What's the statistical technique for combining several test results into one?
October 17, 2009 8:39 PM
Subscribe
I'm a statistics n00b trying to learn how to combine the results of several tests into one.
Basically, I'd like to learn to how to categorize entities in some experimental data by combining the scores from several domain-specific tests into one unified score. A practical but hypothetical example would be writing a computer program that given the sound of a car engine will try to identify what model of car it came from. Say that there are 10 possible cars each sound can be matched with, and three independent tests that are applied to each sound, each test producing a number between zero and one for each car model indicating how likely it is that the sound came from that model. I could combine the test results naively by simply adding them together, but that could produce crappy results if one of the tests is much more accurate than the others, possibly worse results than just using that test by itself.

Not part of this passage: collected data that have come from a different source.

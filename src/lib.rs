//! sensor-host: per-device polling controllers for a raspberry pi sensor hub.
//!
//! each configured device gets a `controller::PollingController` that samples
//! it on a fixed cadence (or reacts to gpio edges), stores samples in a
//! `sink::SampleSink`, and fires conditional rules through
//! `actions::ActionDispatcher`. controllers that share an i2c bus coordinate
//! through file-based bus locks in `lock`.

pub mod actions;
pub mod api;
pub mod config;
pub mod controller;
pub mod edge;
pub mod engine;
pub mod error;
pub mod hal;
pub mod lock;
pub mod ratelimit;
pub mod rules;
pub mod sensor;
pub mod sink;
pub mod watch;
//! host.toml hot reload.
//!
//! notify reports raw filesystem events on the config's directory (editors
//! often replace the file instead of writing it). an event only counts when
//! the file's mtime moved past the last one seen. each accepted change is
//! re-read and validated; controllers whose rules differ get a
//! reconfiguration request. device-level edits need a restart.

use crate::config::{DeviceConfig, HostConfig};
use crate::controller::ControllerHandle;
use notify::{Event, RecommendedWatcher, RecursiveMode, Watcher};
use std::collections::HashMap;
use std::path::{Path, PathBuf};
use std::time::{Duration, SystemTime};
use tokio::sync::{mpsc, watch};
use tokio::task::JoinHandle;

const SETTLE: Duration = Duration::from_millis(250);

#[derive(Debug, Default, Clone, PartialEq, Eq)]
pub struct ReloadSummary {
    pub reconfigured: Vec<String>,
    pub unchanged: Vec<String>,
    /// device record itself changed, or the device was added/removed
    pub needs_restart: Vec<String>,
}

/// push rule changes in `next` to the running controllers
pub async fn apply(
    next: &HostConfig,
    controllers: &[ControllerHandle],
    running: &mut HashMap<String, DeviceConfig>,
) -> ReloadSummary {
    let mut summary = ReloadSummary::default();

    for device in &next.devices {
        let Some(handle) = controllers.iter().find(|c| c.device_id() == device.id) else {
            tracing::warn!(device = %device.id, "new device in config, restart to start it");
            summary.needs_restart.push(device.id.clone());
            continue;
        };

        if let Some(current) = running.get(&device.id) {
            if current.without_rules() != device.without_rules() {
                tracing::warn!(device = %device.id, "device settings changed, restart to apply");
                summary.needs_restart.push(device.id.clone());
            }
        }

        if handle.rules().same_rules(&device.rules) {
            summary.unchanged.push(device.id.clone());
            continue;
        }
        match handle.reconfigure(device.rules.clone()).await {
            Ok(version) => {
                tracing::info!(device = %device.id, version, "rules reloaded");
                running
                    .entry(device.id.clone())
                    .and_modify(|d| d.rules = device.rules.clone());
                summary.reconfigured.push(device.id.clone());
            }
            Err(e) => tracing::warn!(device = %device.id, "reconfiguration failed: {e}"),
        }
    }

    for handle in controllers {
        if !next.devices.iter().any(|d| d.id == handle.device_id()) {
            tracing::warn!(device = handle.device_id(), "device removed from config, restart to stop it");
            summary.needs_restart.push(handle.device_id().to_string());
        }
    }
    summary
}

fn modified(path: &Path) -> Option<SystemTime> {
    std::fs::metadata(path).and_then(|m| m.modified()).ok()
}

pub struct ConfigWatcher {
    path: PathBuf,
    last_modified: Option<SystemTime>,
    events: mpsc::UnboundedReceiver<Event>,
    _watcher: RecommendedWatcher,
}

impl ConfigWatcher {
    pub fn new(path: &Path) -> notify::Result<Self> {
        let (tx, events) = mpsc::unbounded_channel();
        let mut watcher = notify::recommended_watcher(move |res: notify::Result<Event>| match res {
            Ok(event) => {
                let _ = tx.send(event);
            }
            Err(e) => tracing::warn!("config watch error: {e}"),
        })?;
        let dir = match path.parent() {
            Some(p) if !p.as_os_str().is_empty() => p.to_path_buf(),
            _ => PathBuf::from("."),
        };
        watcher.watch(&dir, RecursiveMode::NonRecursive)?;
        Ok(Self {
            path: path.to_path_buf(),
            last_modified: modified(path),
            events,
            _watcher: watcher,
        })
    }

    fn touches_config(&self, event: &Event) -> bool {
        event.paths.iter().any(|p| p.file_name() == self.path.file_name())
    }

    /// wait for the next real change. `None` once the watcher is gone.
    pub async fn changed(&mut self) -> Option<()> {
        loop {
            let event = self.events.recv().await?;
            if !self.touches_config(&event) {
                continue;
            }
            // let the writer finish, then collapse the burst
            tokio::time::sleep(SETTLE).await;
            while self.events.try_recv().is_ok() {}

            let current = modified(&self.path);
            if current.is_some() && current > self.last_modified {
                self.last_modified = current;
                return Some(());
            }
        }
    }

    pub fn path(&self) -> &Path {
        &self.path
    }
}

/// watch `path` and reload until `stop` flips
pub fn spawn(
    mut watcher: ConfigWatcher,
    controllers: Vec<ControllerHandle>,
    initial: &HostConfig,
    mut stop: watch::Receiver<bool>,
) -> JoinHandle<()> {
    let mut running: HashMap<String, DeviceConfig> =
        initial.devices.iter().map(|d| (d.id.clone(), d.clone())).collect();
    tokio::spawn(async move {
        loop {
            tokio::select! {
                changed = watcher.changed() => {
                    if changed.is_none() {
                        break;
                    }
                    match HostConfig::load(watcher.path()) {
                        Ok(next) => {
                            let summary = apply(&next, &controllers, &mut running).await;
                            tracing::info!(
                                reconfigured = summary.reconfigured.len(),
                                unchanged = summary.unchanged.len(),
                                needs_restart = summary.needs_restart.len(),
                                "config reloaded"
                            );
                        }
                        Err(e) => tracing::warn!(path = %watcher.path().display(), "ignoring config change: {e}"),
                    }
                }
                changed = stop.changed() => {
                    if changed.is_err() || *stop.borrow() {
                        break;
                    }
                }
            }
        }
    })
}
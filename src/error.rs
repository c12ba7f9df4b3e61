// Copyright 2026, Jeroen van Erp <jeroen@geeko.me>
// SPDX-License-Identifier: Apache-2.0
use thiserror::Error;

#[derive(Error, Debug)]
pub enum AdapterError {
    #[error("Provider is offline: no connection to a Kubernetes cluster is configured")]
    Offline,

    #[error("Failed to serialize document: {0}")]
    Serialize(#[from] serde_json::Error),

    #[error("Failed to render manifest: {0}")]
    Render(#[from] serde_yaml::Error),

    #[error("Failed to deserialize {verb} response: {source}")]
    Deserialize {
        verb: &'static str,
        #[source]
        source: serde_json::Error,
    },

    #[error("Kubernetes API error during {verb}: {source}")]
    Api {
        verb: &'static str,
        #[source]
        source: kube::Error,
    },

    #[error("{kind} {identity} not found")]
    NotFound { kind: String, identity: String },

    #[error("Timed out waiting for {path} on {identity}")]
    WaitTimeout { identity: String, path: String },

    #[error("Invalid document: {0}")]
    InvalidDocument(String),

    #[error("Validation failed: {0}")]
    Validation(String),

    #[error("Invalid import identifier '{id}': {reason}")]
    InvalidIdentity { id: String, reason: String },

    #[error("Identity changed from {from} to {to}, resource must be replaced")]
    IdentityChanged { from: String, to: String },

    #[error("Unknown resource type: {0}")]
    UnknownType(String),

    #[error("Invalid configuration: {0}")]
    Config(String),
}

impl AdapterError {
    /// Wrap a kube error with the REST verb that produced it
    pub fn api(verb: &'static str, source: kube::Error) -> Self {
        AdapterError::Api { verb, source }
    }

    /// HTTP status code of the API server response, if any
    pub fn status_code(&self) -> Option<u16> {
        match self {
            AdapterError::Api {
                source: kube::Error::Api(response),
                ..
            } => Some(response.code),
            _ => None,
        }
    }
}

pub type Result<T> = std::result::Result<T, AdapterError>;
// Copyright 2026, Jeroen van Erp <jeroen@geeko.me>
// SPDX-License-Identifier: Apache-2.0

//! Generic custom resource adapter: apply, read, delete, wait and render.

pub mod manifest;
pub mod options;
pub mod path;
pub mod resource;
pub mod wait;

pub use manifest::render_manifest;
pub use options::{OperationOptions, WaitCondition, WaitTimeout};
pub use resource::TypedResourceAdapter;
pub use path::JsonPath;
pub use wait::WaitPoller;
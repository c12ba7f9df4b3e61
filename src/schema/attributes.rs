// Copyright 2026, Jeroen van Erp <jeroen@geeko.me>
// SPDX-License-Identifier: Apache-2.0

//! Attribute schemas exposed to the provider state plane.
//!
//! Every kind gets three variants built from the same descriptor: a managed
//! resource, a data source and a manifest data source. The common blocks
//! (`id`, `metadata`, `spec`) are identical across the three.

use crate::schema::spec::{Field, FieldType, SpecSchema};
use crate::types::ResourceDescriptor;
use serde::Serialize;

#[derive(Debug, Clone, PartialEq, Serialize)]
#[serde(rename_all = "snake_case")]
pub enum AttributeType {
    String,
    Int64,
    Float64,
    Bool,
    Object,
    List,
    Map,
    Dynamic,
}

#[derive(Debug, Clone, Copy, PartialEq, Eq, Serialize)]
#[serde(rename_all = "snake_case")]
pub enum AttributeMode {
    Required,
    Optional,
    Computed,
}

#[derive(Debug, Clone, PartialEq, Serialize)]
pub struct Attribute {
    pub name: String,
    #[serde(rename = "type")]
    pub ty: AttributeType,
    pub mode: AttributeMode,
    /// Changing this attribute forces the resource to be replaced
    #[serde(skip_serializing_if = "std::ops::Not::not")]
    pub requires_replace: bool,
    #[serde(skip_serializing_if = "String::is_empty")]
    pub description: String,
    #[serde(skip_serializing_if = "Vec::is_empty")]
    pub nested: Vec<Attribute>,
}

impl Attribute {
    fn new(name: &str, ty: AttributeType, mode: AttributeMode, description: &str) -> Self {
        Self {
            name: name.to_string(),
            ty,
            mode,
            requires_replace: false,
            description: description.to_string(),
            nested: Vec::new(),
        }
    }

    fn replaces(mut self) -> Self {
        self.requires_replace = true;
        self
    }

    fn with_nested(mut self, nested: Vec<Attribute>) -> Self {
        self.nested = nested;
        self
    }
}

#[derive(Debug, Clone, Copy, PartialEq, Eq, Serialize)]
#[serde(rename_all = "snake_case")]
pub enum SchemaVariant {
    Resource,
    DataSource,
    Manifest,
}

#[derive(Debug, Clone, PartialEq, Serialize)]
pub struct ResourceSchema {
    pub type_name: String,
    pub variant: SchemaVariant,
    pub description: String,
    pub attributes: Vec<Attribute>,
}

impl ResourceSchema {
    pub fn resource(descriptor: &ResourceDescriptor, spec: &SpecSchema) -> Self {
        use AttributeMode::*;
        use AttributeType as T;

        let attributes = vec![
            id_attribute(descriptor),
            Attribute::new(
                "force_conflicts",
                T::Bool,
                Optional,
                "Override field ownership conflicts during server-side apply.",
            ),
            Attribute::new(
                "field_manager",
                T::String,
                Optional,
                "Field manager used for server-side apply.",
            ),
            Attribute::new(
                "wait_for",
                T::List,
                Optional,
                "Conditions to wait for after the object was applied.",
            )
            .with_nested(vec![
                Attribute::new("jsonpath", T::String, Required, "Path evaluated against the stored object."),
                Attribute::new("value", T::String, Optional, "Expected value at the path."),
                Attribute::new("timeout", T::String, Optional, "Duration to wait, e.g. 30s. 0s checks once, negative waits one week."),
            ]),
            metadata_attribute(descriptor, Required, Optional),
            spec_attribute(spec, if spec.required { Required } else { Optional }),
        ];

        Self {
            type_name: descriptor.type_name(),
            variant: SchemaVariant::Resource,
            description: format!("{} ({}) managed with server-side apply.", descriptor.kind, descriptor.api_version()),
            attributes,
        }
    }

    pub fn data_source(descriptor: &ResourceDescriptor, spec: &SpecSchema) -> Self {
        use AttributeMode::*;

        Self {
            type_name: descriptor.type_name(),
            variant: SchemaVariant::DataSource,
            description: format!("Reads an existing {} ({}).", descriptor.kind, descriptor.api_version()),
            attributes: vec![
                id_attribute(descriptor),
                metadata_attribute(descriptor, Required, Computed),
                spec_attribute(spec, Computed),
            ],
        }
    }

    pub fn manifest(descriptor: &ResourceDescriptor, spec: &SpecSchema) -> Self {
        use AttributeMode::*;

        Self {
            type_name: descriptor.manifest_type_name(),
            variant: SchemaVariant::Manifest,
            description: format!("Renders a {} ({}) as YAML.", descriptor.kind, descriptor.api_version()),
            attributes: vec![
                id_attribute(descriptor),
                metadata_attribute(descriptor, Required, Optional),
                spec_attribute(spec, if spec.required { Required } else { Optional }),
                Attribute::new("yaml", AttributeType::String, Computed, "The rendered manifest."),
            ],
        }
    }

    /// Look up an attribute by dotted path, e.g. `metadata.namespace`
    pub fn attribute(&self, path: &str) -> Option<&Attribute> {
        let mut segments = path.split('.');
        let first = segments.next()?;
        let mut current = self.attributes.iter().find(|a| a.name == first)?;
        for segment in segments {
            current = current.nested.iter().find(|a| a.name == segment)?;
        }
        Some(current)
    }
}

fn id_attribute(descriptor: &ResourceDescriptor) -> Attribute {
    let format = if descriptor.namespaced {
        "'namespace/name'"
    } else {
        "'name'"
    };
    Attribute::new(
        "id",
        AttributeType::String,
        AttributeMode::Computed,
        &format!("Identity of the object in the form {}.", format),
    )
}

fn metadata_attribute(
    descriptor: &ResourceDescriptor,
    identity_mode: AttributeMode,
    maps_mode: AttributeMode,
) -> Attribute {
    use AttributeType as T;

    let mut nested = vec![Attribute::new("name", T::String, identity_mode, "Name of the object.").replaces()];
    if descriptor.namespaced {
        nested.push(
            Attribute::new("namespace", T::String, identity_mode, "Namespace of the object.").replaces(),
        );
    }
    nested.push(Attribute::new("labels", T::Map, maps_mode, "Labels of the object."));
    nested.push(Attribute::new("annotations", T::Map, maps_mode, "Annotations of the object."));

    Attribute::new("metadata", T::Object, AttributeMode::Required, "").with_nested(nested)
}

fn spec_attribute(spec: &SpecSchema, mode: AttributeMode) -> Attribute {
    let (ty, nested) = attribute_shape(&spec.root, mode);
    Attribute::new("spec", ty, mode, "").with_nested(nested)
}

fn attribute_shape(ty: &FieldType, mode: AttributeMode) -> (AttributeType, Vec<Attribute>) {
    match ty {
        FieldType::String => (AttributeType::String, Vec::new()),
        FieldType::Integer => (AttributeType::Int64, Vec::new()),
        FieldType::Number => (AttributeType::Float64, Vec::new()),
        FieldType::Boolean => (AttributeType::Bool, Vec::new()),
        FieldType::Array(_) => (AttributeType::List, Vec::new()),
        FieldType::Map(_) => (AttributeType::Map, Vec::new()),
        FieldType::Any => (AttributeType::Dynamic, Vec::new()),
        FieldType::Object(fields) => (
            AttributeType::Object,
            fields.iter().map(|f| field_attribute(f, mode)).collect(),
        ),
    }
}

fn field_attribute(field: &Field, parent_mode: AttributeMode) -> Attribute {
    let mode = match parent_mode {
        AttributeMode::Computed => AttributeMode::Computed,
        _ if field.required => AttributeMode::Required,
        _ => AttributeMode::Optional,
    };
    let (ty, nested) = attribute_shape(&field.ty, mode);
    Attribute::new(field.name, ty, mode, field.description).with_nested(nested)
}

#[cfg(test)]
mod tests {
    use super::*;

    const IP_POOL: ResourceDescriptor =
        ResourceDescriptor::cluster("crd.projectcalico.org", "v1", "IPPool", "ippools");
    const NETWORK_SET: ResourceDescriptor =
        ResourceDescriptor::namespaced("crd.projectcalico.org", "v1", "NetworkSet", "networksets");

    fn ip_pool_spec() -> SpecSchema {
        SpecSchema::object(vec![
            Field::required("cidr", FieldType::String),
            Field::optional("blockSize", FieldType::Integer),
        ])
    }

    #[test]
    fn test_resource_schema_has_common_attributes() {
        let schema = ResourceSchema::resource(&IP_POOL, &ip_pool_spec());

        for path in ["id", "force_conflicts", "field_manager", "wait_for.jsonpath", "metadata.name", "spec.cidr"] {
            assert!(schema.attribute(path).is_some(), "missing {}", path);
        }
        assert_eq!(schema.type_name, "k8s_crd_projectcalico_org_ip_pool_v1");
        assert_eq!(schema.attribute("spec").unwrap().mode, AttributeMode::Required);
        assert_eq!(schema.attribute("spec.cidr").unwrap().mode, AttributeMode::Required);
        assert_eq!(schema.attribute("spec.blockSize").unwrap().ty, AttributeType::Int64);
    }

    #[test]
    fn test_namespace_attribute_only_for_namespaced_kinds() {
        let cluster = ResourceSchema::resource(&IP_POOL, &SpecSchema::any());
        let namespaced = ResourceSchema::resource(&NETWORK_SET, &SpecSchema::any());

        assert!(cluster.attribute("metadata.namespace").is_none());
        let ns = namespaced.attribute("metadata.namespace").unwrap();
        assert!(ns.requires_replace);
        assert_eq!(ns.mode, AttributeMode::Required);
    }

    #[test]
    fn test_identity_attributes_require_replace() {
        let schema = ResourceSchema::resource(&IP_POOL, &SpecSchema::any());
        assert!(schema.attribute("metadata.name").unwrap().requires_replace);
        assert!(!schema.attribute("metadata.labels").unwrap().requires_replace);
    }

    #[test]
    fn test_every_variant_declares_id() {
        let spec = ip_pool_spec();
        for schema in [
            ResourceSchema::resource(&IP_POOL, &spec),
            ResourceSchema::data_source(&IP_POOL, &spec),
            ResourceSchema::manifest(&IP_POOL, &spec),
        ] {
            let id = schema.attribute("id").unwrap();
            assert_eq!(id.mode, AttributeMode::Computed);
        }
    }

    #[test]
    fn test_manifest_schema() {
        let schema = ResourceSchema::manifest(&NETWORK_SET, &SpecSchema::any());

        assert_eq!(
            schema.type_name,
            "k8s_crd_projectcalico_org_network_set_v1_manifest"
        );
        assert_eq!(schema.attribute("yaml").unwrap().mode, AttributeMode::Computed);
        assert!(schema.attribute("wait_for").is_none());
        assert!(schema.attribute("force_conflicts").is_none());
        assert_eq!(schema.attribute("spec").unwrap().ty, AttributeType::Dynamic);
    }

    #[test]
    fn test_data_source_spec_is_computed() {
        let schema = ResourceSchema::data_source(&IP_POOL, &ip_pool_spec());

        assert_eq!(schema.attribute("spec").unwrap().mode, AttributeMode::Computed);
        assert_eq!(schema.attribute("spec.cidr").unwrap().mode, AttributeMode::Computed);
        assert_eq!(schema.attribute("metadata.labels").unwrap().mode, AttributeMode::Computed);
        assert_eq!(schema.attribute("metadata.name").unwrap().mode, AttributeMode::Required);
    }

    #[test]
    fn test_schema_serializes_for_display() {
        let schema = ResourceSchema::manifest(&IP_POOL, &SpecSchema::any());
        let value = serde_json::to_value(&schema).unwrap();

        assert_eq!(value["variant"], "manifest");
        assert_eq!(value["attributes"][0]["name"], "id");
        assert_eq!(value["attributes"][0]["type"], "string");
    }
}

There are established ways to do this that I've seen used in research before, but don't know any of the math and haven't had any luck Googling for info. I'm not looking for a detailed explanation, just some pointers to what I should research to teach myself. Thanks!
posted by gsteff to science & nature (4 comments total)
1 user marked this as a favorite
Taking your example, you have ten vectors, each vector containing three features, which are values between 0 and 1, representing the three audio measurements.
{0, 0, 1}
{0.1, 0.2, 0.9}
...
{0.2, 0.9, 0.4}
It's not necessary for the features to be on the same scale as the others.
You know ahead of time the label for each vector, i.e. the particular class or "automobile" that a vector is associated with. You can use this data to train an SVM. You can even use more features, if there are other measurements that you have data for.
A trained SVM can be used to classify new data. If you then take new measurements to try to find out what classes ("automobiles") they are associated with, you can use the trained SVM to associate a measurement with a particular class or car.
PyML is a Python-based tool for SVM generation and classification. The site has a great introduction to the concepts and mathematics.
posted by Blazecock Pileon at 10:03 PM on October 17, 2009 [1 favorite]